I think he has a great case – he did nothing illegal. There is no law against tapping your foot, brushing your foot against another and sweeping under stall walls. Craig’s lawyer is correct at the essence of this case – he pleaded guilty to a crime he was not charged with or evidence provided to support:
“Sen. Larry Craig denies that he went into that restroom for anything other than to go to the restroom,” said Craig’s attorney Billy Martin, arguing Wednesday that his client’s only mistake was pleading guilty to a crime he did not commit in the hopes of making it go away.

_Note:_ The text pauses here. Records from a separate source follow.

//! Table configuration and builder.

use std::hash::Hash;
use std::sync::Arc;

use gridbind_core::FlushQueue;

#[cfg(feature = "serde")]
use serde::{Deserialize, Serialize};

use crate::error::{Result, TableError};
use crate::identity::IdentifierFn;
use crate::render::TableRenderer;
use crate::table::Table;

/// Configuration for creating a [`Table`].
#[derive(Debug, Clone, PartialEq, Eq, Default)]
#[cfg_attr(feature = "serde", derive(Serialize, Deserialize))]
#[cfg_attr(feature = "serde", serde(default))]
pub struct TableConfig {
    /// Items per page. `None` shows every item at once.
    pub page_length: Option<usize>,
    /// Whether client toggles and row clicks change the selection.
    pub selection_enabled: bool,
    /// How far an estimated size grows when paging reaches it. `None` uses
    /// the page length.
    pub estimate_increase: Option<usize>,
}

impl TableConfig {
    /// A paged configuration.
    pub fn paged(page_length: usize) -> Self {
        Self {
            page_length: Some(page_length),
            ..Default::default()
        }
    }

    /// Checks the configuration.
    pub fn validate(&self) -> Result<()> {
        if self.page_length == Some(0) {
            return Err(TableError::InvalidPageLength);
        }
        Ok(())
    }

    /// The estimate increase to use, falling back to the page length.
    pub(crate) fn effective_estimate_increase(&self, page_length: usize) -> usize {
        self.estimate_increase.unwrap_or(page_length).max(1)
    }
}

/// Builder for creating Tables with custom configuration.
pub struct TableBuilder<T, I = T> {
    config: TableConfig,
    identifier: IdentifierFn<T, I>,
    flush_queue: Option<Arc<FlushQueue>>,
    renderer: Option<Arc<dyn TableRenderer<T>>>,
}

impl<T> TableBuilder<T, T>
where
    T: Eq + Hash + Clone + Send + Sync + 'static,
{
    /// Create a builder identifying items by value.
    pub fn new() -> Self {
        Self::with_identifier(Arc::new(|item: &T| item.clone()))
    }
}

impl<T> Default for TableBuilder<T, T>
where
    T: Eq + Hash + Clone + Send + Sync + 'static,
{
    fn default() -> Self {
        Self::new()
    }
}

impl<T, I> TableBuilder<T, I>
where
    T: Clone + Send + Sync + 'static,
    I: Eq + Hash + Clone + Send + Sync + 'static,
{
    /// Create a builder identifying items with `identifier`.
    pub fn with_identifier(identifier: IdentifierFn<T, I>) -> Self {
        Self {
            config: TableConfig::default(),
            identifier,
            flush_queue: None,
            renderer: None,
        }
    }

    /// Switch to a different identifier function, and identity type.
    pub fn identifier<J, F>(self, identifier: F) -> TableBuilder<T, J>
    where
        J: Eq + Hash + Clone + Send + Sync + 'static,
        F: Fn(&T) -> J + Send + Sync + 'static,
    {
        TableBuilder {
            config: self.config,
            identifier: Arc::new(identifier),
            flush_queue: self.flush_queue,
            renderer: self.renderer,
        }
    }

    /// Replace the whole configuration.
    pub fn config(mut self, config: TableConfig) -> Self {
        self.config = config;
        self
    }

    /// Set the page length.
    pub fn page_length(mut self, page_length: usize) -> Self {
        self.config.page_length = Some(page_length);
        self
    }

    /// Enable or disable client-driven selection.
    pub fn selection_enabled(mut self, enabled: bool) -> Self {
        self.config.selection_enabled = enabled;
        self
    }

    /// Set the estimate increase.
    pub fn estimate_increase(mut self, increase: usize) -> Self {
        self.config.estimate_increase = Some(increase);
        self
    }

    /// Share a flush queue with other tables, so one `flush()` delivers
    /// every table's deferred notifications.
    pub fn flush_queue(mut self, queue: Arc<FlushQueue>) -> Self {
        self.flush_queue = Some(queue);
        self
    }

    /// Set the renderer.
    pub fn renderer(mut self, renderer: Arc<dyn TableRenderer<T>>) -> Self {
        self.renderer = Some(renderer);
        self
    }

    /// Build the table.
    pub fn build(self) -> Result<Table<T, I>> {
        self.config.validate()?;
        Ok(Table::from_parts(
            self.config,
            self.identifier,
            self.flush_queue.unwrap_or_default(),
            self.renderer,
        ))
    }
}

#[cfg(test)]
mod tests {
    use super::*;

    #[test]
    fn test_validate() {
        assert_eq!(TableConfig::default().validate(), Ok(()));
        assert_eq!(TableConfig::paged(20).validate(), Ok(()));
        assert_eq!(
            TableConfig::paged(0).validate(),
            Err(TableError::InvalidPageLength)
        );
    }

    #[test]
    fn test_estimate_increase_fallback() {
        assert_eq!(TableConfig::paged(20).effective_estimate_increase(20), 20);
        let config = TableConfig {
            estimate_increase: Some(100),
            ..TableConfig::paged(20)
        };
        assert_eq!(config.effective_estimate_increase(20), 100);
    }

    #[test]
    fn test_builder_rejects_zero_page_length() {
        let result = TableBuilder::<String>::new().page_length(0).build();
        assert!(matches!(result, Err(TableError::InvalidPageLength)));
    }

    #[test]
    fn test_builder_identifier() {
        let table = TableBuilder::<(u32, String)>::new()
            .identifier(|row: &(u32, String)| row.0)
            .page_length(10)
            .selection_enabled(true)
            .build()
            .unwrap();
        assert_eq!(table.page_length(), Some(10));
        assert!(table.is_selection_enabled());
    }
}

The judge really needs to toss out the plea and force the police and prosecution to prove otherwise. If, in his comments to police, he maintained his innocence then the judge has no choice. If the discussions for plea revolved around authorities arguing “this will be easier on you” instead of Craig saying “I was looking for sex” (which still is not a crime – people pick up other people all over this world) then the judge knows damn well this was not a case of a guilty plea but a plea to avoid media exposure (again, not a crime). If the judge holds a vision of justice as the pursuit of truth regarding right and wrong, then he has no choice to toss out the plea and let authorities try the case.
In reality he should just to test the authorities. If Craig is guilty then the case will be tried and he will be found guilty. If the case is bogus, the prosecution will drop the case. The judge can now LET THE PROCESS WORK by forcing the issue into the process instead of trying to short cut it. If the judge has faith and trust in our judicial process, he will let it test the case as it should be tested. I think most judges would defend the judicial process to their dying breath – so I am actually optimistic the judge will toss the plea and let the prosecution prove its case. If this happens, I predict authorities will drop it and the judge will be vindicated in his decision. Even if they do go forward, he will be vindicated.